● AIM OF THE EXERCISE
Working through the records below, count the lines that include "derive". The reply is that number alone.

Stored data
□ □ □ □
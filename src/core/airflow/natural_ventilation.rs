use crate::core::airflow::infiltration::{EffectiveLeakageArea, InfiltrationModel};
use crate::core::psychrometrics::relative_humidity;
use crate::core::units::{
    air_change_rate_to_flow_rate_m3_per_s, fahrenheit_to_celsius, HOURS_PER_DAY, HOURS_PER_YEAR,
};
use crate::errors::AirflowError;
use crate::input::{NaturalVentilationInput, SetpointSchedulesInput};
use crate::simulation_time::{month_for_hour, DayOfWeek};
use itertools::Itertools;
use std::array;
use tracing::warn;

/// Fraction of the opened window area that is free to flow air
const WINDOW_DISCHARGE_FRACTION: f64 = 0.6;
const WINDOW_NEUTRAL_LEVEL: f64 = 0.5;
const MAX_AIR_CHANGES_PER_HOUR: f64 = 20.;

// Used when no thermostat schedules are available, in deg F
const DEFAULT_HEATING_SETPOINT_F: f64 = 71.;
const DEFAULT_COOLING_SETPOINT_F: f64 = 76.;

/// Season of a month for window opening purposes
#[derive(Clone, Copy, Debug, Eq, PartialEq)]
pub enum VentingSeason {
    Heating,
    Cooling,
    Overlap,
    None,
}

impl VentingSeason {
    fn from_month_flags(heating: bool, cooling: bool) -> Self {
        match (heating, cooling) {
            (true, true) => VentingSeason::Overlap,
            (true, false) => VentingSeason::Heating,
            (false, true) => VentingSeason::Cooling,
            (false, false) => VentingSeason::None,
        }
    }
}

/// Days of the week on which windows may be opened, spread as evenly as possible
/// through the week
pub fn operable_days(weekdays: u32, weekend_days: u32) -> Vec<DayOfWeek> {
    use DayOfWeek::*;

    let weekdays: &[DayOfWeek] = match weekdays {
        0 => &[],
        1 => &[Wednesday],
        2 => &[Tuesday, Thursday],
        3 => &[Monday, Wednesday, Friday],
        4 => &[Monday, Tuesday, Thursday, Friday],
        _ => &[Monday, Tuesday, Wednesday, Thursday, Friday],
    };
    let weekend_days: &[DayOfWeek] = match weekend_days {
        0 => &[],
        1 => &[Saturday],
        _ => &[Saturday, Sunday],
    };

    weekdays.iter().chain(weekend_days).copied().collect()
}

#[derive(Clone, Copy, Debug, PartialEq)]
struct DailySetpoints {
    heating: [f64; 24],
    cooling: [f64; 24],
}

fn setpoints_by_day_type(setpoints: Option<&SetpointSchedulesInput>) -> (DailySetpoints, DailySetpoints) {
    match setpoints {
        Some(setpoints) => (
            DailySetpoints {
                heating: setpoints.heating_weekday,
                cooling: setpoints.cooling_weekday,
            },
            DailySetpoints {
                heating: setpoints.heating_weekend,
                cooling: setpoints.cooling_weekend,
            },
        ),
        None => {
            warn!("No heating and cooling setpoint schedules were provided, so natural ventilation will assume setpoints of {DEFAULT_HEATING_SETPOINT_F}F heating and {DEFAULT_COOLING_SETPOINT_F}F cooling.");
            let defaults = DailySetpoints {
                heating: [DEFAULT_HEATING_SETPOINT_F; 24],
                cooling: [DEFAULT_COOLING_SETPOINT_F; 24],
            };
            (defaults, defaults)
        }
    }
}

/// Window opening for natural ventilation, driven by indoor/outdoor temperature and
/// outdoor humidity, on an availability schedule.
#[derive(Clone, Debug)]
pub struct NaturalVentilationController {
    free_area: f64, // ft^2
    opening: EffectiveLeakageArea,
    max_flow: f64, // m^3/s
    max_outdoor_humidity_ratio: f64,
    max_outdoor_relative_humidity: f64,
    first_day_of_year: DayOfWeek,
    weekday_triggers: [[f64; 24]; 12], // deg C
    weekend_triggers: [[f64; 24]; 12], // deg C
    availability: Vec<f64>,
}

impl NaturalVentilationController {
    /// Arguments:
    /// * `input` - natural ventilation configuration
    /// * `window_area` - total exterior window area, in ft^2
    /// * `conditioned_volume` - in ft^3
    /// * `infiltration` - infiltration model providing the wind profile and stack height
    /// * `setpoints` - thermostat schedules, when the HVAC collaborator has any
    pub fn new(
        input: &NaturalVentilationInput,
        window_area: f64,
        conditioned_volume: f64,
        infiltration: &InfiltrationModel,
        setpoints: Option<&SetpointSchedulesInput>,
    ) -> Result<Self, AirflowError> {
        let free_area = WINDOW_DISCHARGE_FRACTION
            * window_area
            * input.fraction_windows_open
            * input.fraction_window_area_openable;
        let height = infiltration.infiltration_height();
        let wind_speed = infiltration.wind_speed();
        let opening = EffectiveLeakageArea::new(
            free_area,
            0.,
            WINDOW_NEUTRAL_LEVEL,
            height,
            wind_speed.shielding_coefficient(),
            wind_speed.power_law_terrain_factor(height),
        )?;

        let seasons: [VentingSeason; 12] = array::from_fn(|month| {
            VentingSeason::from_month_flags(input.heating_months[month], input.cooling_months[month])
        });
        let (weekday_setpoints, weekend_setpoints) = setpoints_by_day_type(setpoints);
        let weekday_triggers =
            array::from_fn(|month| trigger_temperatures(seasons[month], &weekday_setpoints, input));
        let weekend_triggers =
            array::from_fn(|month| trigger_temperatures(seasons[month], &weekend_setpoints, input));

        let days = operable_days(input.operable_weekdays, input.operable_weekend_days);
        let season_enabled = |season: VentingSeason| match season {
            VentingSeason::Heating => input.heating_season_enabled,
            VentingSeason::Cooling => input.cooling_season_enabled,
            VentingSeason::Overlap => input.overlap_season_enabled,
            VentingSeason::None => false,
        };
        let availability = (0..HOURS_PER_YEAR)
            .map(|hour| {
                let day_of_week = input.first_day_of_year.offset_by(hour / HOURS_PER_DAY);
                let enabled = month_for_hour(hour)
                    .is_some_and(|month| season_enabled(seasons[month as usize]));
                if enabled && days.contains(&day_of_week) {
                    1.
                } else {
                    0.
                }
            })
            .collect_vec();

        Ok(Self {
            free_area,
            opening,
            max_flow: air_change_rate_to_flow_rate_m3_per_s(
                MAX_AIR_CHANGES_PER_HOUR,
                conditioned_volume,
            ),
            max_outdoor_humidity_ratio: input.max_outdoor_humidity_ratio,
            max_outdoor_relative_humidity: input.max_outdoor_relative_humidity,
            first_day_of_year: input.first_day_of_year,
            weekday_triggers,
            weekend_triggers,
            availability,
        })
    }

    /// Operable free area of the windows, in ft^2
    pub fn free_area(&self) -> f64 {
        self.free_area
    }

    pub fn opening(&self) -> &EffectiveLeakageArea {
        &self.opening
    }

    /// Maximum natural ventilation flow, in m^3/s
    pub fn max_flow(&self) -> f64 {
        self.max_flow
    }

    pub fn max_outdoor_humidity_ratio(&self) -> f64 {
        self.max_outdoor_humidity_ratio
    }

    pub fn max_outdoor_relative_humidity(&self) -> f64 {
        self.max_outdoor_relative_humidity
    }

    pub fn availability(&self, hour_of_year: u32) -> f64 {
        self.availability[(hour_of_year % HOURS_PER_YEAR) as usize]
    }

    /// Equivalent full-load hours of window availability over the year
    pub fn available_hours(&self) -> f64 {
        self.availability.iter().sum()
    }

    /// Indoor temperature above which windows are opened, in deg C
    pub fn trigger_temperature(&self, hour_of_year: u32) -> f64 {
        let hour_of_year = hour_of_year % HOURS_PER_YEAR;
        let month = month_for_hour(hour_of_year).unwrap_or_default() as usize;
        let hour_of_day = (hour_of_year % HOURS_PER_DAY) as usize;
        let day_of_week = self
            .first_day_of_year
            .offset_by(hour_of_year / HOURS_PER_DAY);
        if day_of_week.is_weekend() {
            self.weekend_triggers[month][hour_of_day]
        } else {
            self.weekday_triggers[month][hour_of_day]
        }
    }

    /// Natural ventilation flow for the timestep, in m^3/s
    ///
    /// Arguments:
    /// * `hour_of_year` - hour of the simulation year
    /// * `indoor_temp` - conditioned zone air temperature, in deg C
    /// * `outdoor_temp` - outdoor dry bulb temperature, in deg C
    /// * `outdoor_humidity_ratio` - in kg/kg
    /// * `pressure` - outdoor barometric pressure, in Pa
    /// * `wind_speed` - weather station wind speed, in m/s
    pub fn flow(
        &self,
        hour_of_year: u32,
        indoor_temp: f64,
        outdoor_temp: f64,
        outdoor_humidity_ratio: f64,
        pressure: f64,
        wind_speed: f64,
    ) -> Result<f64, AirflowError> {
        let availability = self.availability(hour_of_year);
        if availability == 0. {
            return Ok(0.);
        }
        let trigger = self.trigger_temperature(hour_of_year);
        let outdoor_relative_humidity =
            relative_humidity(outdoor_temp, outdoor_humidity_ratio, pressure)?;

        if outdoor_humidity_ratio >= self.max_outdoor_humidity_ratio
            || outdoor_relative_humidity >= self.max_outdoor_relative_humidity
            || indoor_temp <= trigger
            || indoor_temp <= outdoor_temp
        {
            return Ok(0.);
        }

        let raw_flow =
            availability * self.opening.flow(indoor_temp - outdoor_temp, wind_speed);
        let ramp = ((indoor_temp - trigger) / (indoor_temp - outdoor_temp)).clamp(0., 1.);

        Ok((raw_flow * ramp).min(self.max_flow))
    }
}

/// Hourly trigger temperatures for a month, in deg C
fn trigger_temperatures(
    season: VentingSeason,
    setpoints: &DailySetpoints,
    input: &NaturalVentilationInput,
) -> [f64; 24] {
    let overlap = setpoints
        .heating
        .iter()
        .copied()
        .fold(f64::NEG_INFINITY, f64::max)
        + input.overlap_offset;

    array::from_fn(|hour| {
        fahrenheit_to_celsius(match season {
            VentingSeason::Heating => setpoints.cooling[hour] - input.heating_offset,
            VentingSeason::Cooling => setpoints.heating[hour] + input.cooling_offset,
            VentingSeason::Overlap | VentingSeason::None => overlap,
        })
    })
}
□ □ □ □
● EXPECTED ANSWER
3